START TASK INPUTS

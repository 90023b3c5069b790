use agglomerative::{load_records, parse_target, Agglomerator, ClusteringError, MergeParams};
use clap::Parser;
use log::LevelFilter;
use std::process::ExitCode;

/// Groups the points of FILENAME into N clusters by single linkage.
#[derive(Parser)]
#[clap(version, about)]
struct Opts {
    /// Input file: a `count=<N>` line followed by `<id> <x> <y>` lines
    filename: String,

    /// Final count of clusters
    #[clap(default_value = "1", allow_negative_numbers = true)]
    n: String,

    /// Increase logging verbosity (-v, -vv, -vvv)
    #[clap(short, long, action = clap::ArgAction::Count)]
    verbose: u8,
}

fn main() -> ExitCode {
    let opts = Opts::parse();
    init_logging(opts.verbose);

    match run(&opts) {
        Ok(()) => ExitCode::SUCCESS,
        Err(err) => {
            eprintln!("{err}");
            ExitCode::from(err.exit_code() as u8)
        }
    }
}

fn run(opts: &Opts) -> Result<(), ClusteringError> {
    let target = parse_target(&opts.n)?;
    let records = load_records::<f32, _>(&opts.filename)?;
    log::info!("Loaded {} records from {}", records.len(), opts.filename);

    let params = MergeParams::builder().target_clusters(target).build();
    let clusters = Agglomerator::new(&records, params).cluster()?;
    print!("{clusters}");
    Ok(())
}

fn init_logging(verbose: u8) {
    let level = match verbose {
        0 => LevelFilter::Warn,
        1 => LevelFilter::Info,
        2 => LevelFilter::Debug,
        _ => LevelFilter::Trace,
    };
    env_logger::Builder::new()
        .filter_level(level)
        .parse_default_env()
        .init();
}
//! # Robot module
//!
//! Kinematic model of the differential drive robot and its lift.
//!
//! The robot's pose is integrated with a simple Euler scheme from the
//! commanded linear speed and turn rate. Wheel speeds are found from the
//! inverse kinematics of the drive:
//!
//! ```text
//! | w_right |   | 1/r   L/(2r) |   | v |
//! |         | = |              | * |   |
//! | w_left  |   | 1/r  -L/(2r) |   | w |
//! ```
//!
//! where `r` is the wheel radius and `L` the wheel track. All angles held by
//! the model are kept in the range (-pi, pi].

// ---------------------------------------------------------------------------
// MODULES
// ---------------------------------------------------------------------------

mod lift;
mod params;
mod state;

// ---------------------------------------------------------------------------
// IMPORTS
// ---------------------------------------------------------------------------

// Internal
pub use lift::*;
pub use params::Params;
pub use state::*;

// ---------------------------------------------------------------------------
// ENUMERATIONS
// ---------------------------------------------------------------------------

/// Errors that can occur while stepping the robot model.
#[derive(Debug, thiserror::Error)]
pub enum RobotError {
    #[error("Could not load the robot parameters: {0}")]
    ParamLoad(#[from] util::params::LoadError),

    #[error("Demands must be finite (speed {speed_ms} m/s, turn rate {turn_rate_rads} rad/s)")]
    NonFiniteDemand { speed_ms: f64, turn_rate_rads: f64 },

    #[error("The time step must be positive and finite (got {0} s)")]
    InvalidTimeStep(f64),
}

END TASK INPUTS

REQUIRED ACTION:
Note how many lines above hold "drive" and give that figure alone.

THE ANSWER:
2